Las mypes en Perú, además de diversificarse, están entrando a nuevos canales de venta por las alianzas con el retail, que les permite llegar a más consumidores y mejorar su visibilidad de marca. Además, la exposición en cadenas reconocidas les aporta confianza frente a consumidores que antes no las conocían y viceversa.
Para poder llegar a este punto, las mypes han logrado realizar diversas estrategias, donde la capacitación y la mejora de la productividad van de la mano con los resultados; lo que les facilita planificar producción y reinvertir en innovación.
Importancia estructural
El crecimiento de las mypes es un fenómeno que responde a una variable estructural de la economía peruana. Al término del 2024, el 99.7% de las empresas en el país fueron micro y pequeñas empresas, según un informe elaborado por ComexPerú.
En ese contexto, cualquier cambio que ocurra en este segmento afecta al conjunto de la economía, porque impacta directamente en la variable consumo. Por eso, la forma en que las mypes se relacionan con el retail y los aprendizajes que extraen de esa vinculación tienen relevancia sistémica, no solo sectorial.
José Ruidías, profesor de Marketing de Pacífico Business School, señaló que se ha producido un cambio de enfoque en la manera en que las mypes, especialmente las productoras de bienes y servicios con marca propia, entienden al retail.

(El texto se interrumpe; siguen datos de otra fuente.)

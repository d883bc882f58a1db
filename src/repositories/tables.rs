// src/repositories/tables.rs
//
// Remote tables this crate reads and writes.

use crate::backend::{Direction, Order};

/// Name, select clause and default ordering of one remote table
#[derive(Debug, Clone, Copy, PartialEq, Eq)]
pub struct TableSpec {
    pub name: &'static str,
    pub select: &'static str,
    pub default_order: Option<(&'static str, Direction)>,
}

impl TableSpec {
    pub const fn new(name: &'static str) -> Self {
        Self {
            name,
            select: "*",
            default_order: None,
        }
    }

    pub const fn select(mut self, select: &'static str) -> Self {
        self.select = select;
        self
    }

    pub const fn ordered_by(mut self, column: &'static str, direction: Direction) -> Self {
        self.default_order = Some((column, direction));
        self
    }

    pub fn order(&self) -> Option<Order> {
        self.default_order.map(|(column, direction)| Order {
            column: column.to_string(),
            direction,
        })
    }
}

/// Tables listed newest row first
const fn newest_first(name: &'static str) -> TableSpec {
    TableSpec::new(name).ordered_by("created_at", Direction::Desc)
}

pub const SERMONS: TableSpec = TableSpec::new("sermons").ordered_by("sermon_date", Direction::Desc);
pub const EVENTS: TableSpec = TableSpec::new("events").ordered_by("event_date", Direction::Asc);
pub const MEMBERS: TableSpec = newest_first("members");
pub const GALLERY: TableSpec = newest_first("gallery");
pub const TESTIMONIALS: TableSpec = newest_first("testimonials");
pub const PRAYER_REQUESTS: TableSpec = newest_first("prayer_requests");
pub const DONATIONS: TableSpec = newest_first("donations");
pub const PROFILES: TableSpec = newest_first("profiles");

/// Appointments carry the e-mail of the admin who responded
pub const APPOINTMENTS: TableSpec = newest_first("appointments")
    .select("*, responded_by_profile:profiles!appointments_responded_by_fkey(email)");

pub const STRIPE_SETTINGS: TableSpec = TableSpec::new("stripe_settings");
pub const EMAIL_SETTINGS: TableSpec = TableSpec::new("email_settings");
pub const EMAIL_SUBSCRIBERS: TableSpec = newest_first("email_subscribers");
pub const EMAIL_TEMPLATES: TableSpec = newest_first("email_templates");
pub const EMAIL_CAMPAIGNS: TableSpec = newest_first("email_campaigns");
//! Database migration command.
//!
//! # Usage
//!
//! ```bash
//! cartpool-cli migrate
//! ```
//!
//! # Environment Variables
//!
//! - `CARTPOOL_DATABASE_URL` (or `DATABASE_URL`) - `SQLite` connection
//!   string; defaults to `sqlite://data/cartpool.db`
//!
//! The server never migrates on startup; this command is the one place
//! schema changes are applied.

use thiserror::Error;

use cartpool_server::db;

/// Errors that can occur while migrating.
#[derive(Debug, Error)]
pub enum MigrationError {
    /// Database connection error.
    #[error("Database error: {0}")]
    Database(#[from] sqlx::Error),

    /// Migration execution error.
    #[error("Migration error: {0}")]
    Migration(#[from] sqlx::migrate::MigrateError),
}

/// Apply all pending migrations.
pub async fn run() -> Result<(), MigrationError> {
    dotenvy::dotenv().ok();

    let database_url = std::env::var("CARTPOOL_DATABASE_URL")
        .or_else(|_| std::env::var("DATABASE_URL"))
        .unwrap_or_else(|_| "sqlite://data/cartpool.db".to_owned());

    tracing::info!("Connecting to database...");
    let pool = db::create_pool(&database_url).await?;

    tracing::info!("Running migrations...");
    db::MIGRATOR.run(&pool).await?;

    tracing::info!("Migrations complete!");
    Ok(())
}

Antes, este sector era visto como un canal adicional de comercialización que se agregaba a las ventas directas al consumidor final, ya sea en tiendas propias o mediante plataformas digitales.
Sin embargo, actualmente las marcas que hace poco eran pequeñas han conseguido crecer de manera significativa precisamente gracias a la “simbiosis” con el retail, que ha pasado a ser un acelerador de crecimiento.
Esto funciona - explica - porque el retail conduce a las mypes a fortalecer sus procesos internos, como manejar inventarios más robustos, garantizar abastecimiento continuo, asegurar homogeneidad en la calidad del producto y cumplir estrictamente con entregas, documentación y ciclos de facturación.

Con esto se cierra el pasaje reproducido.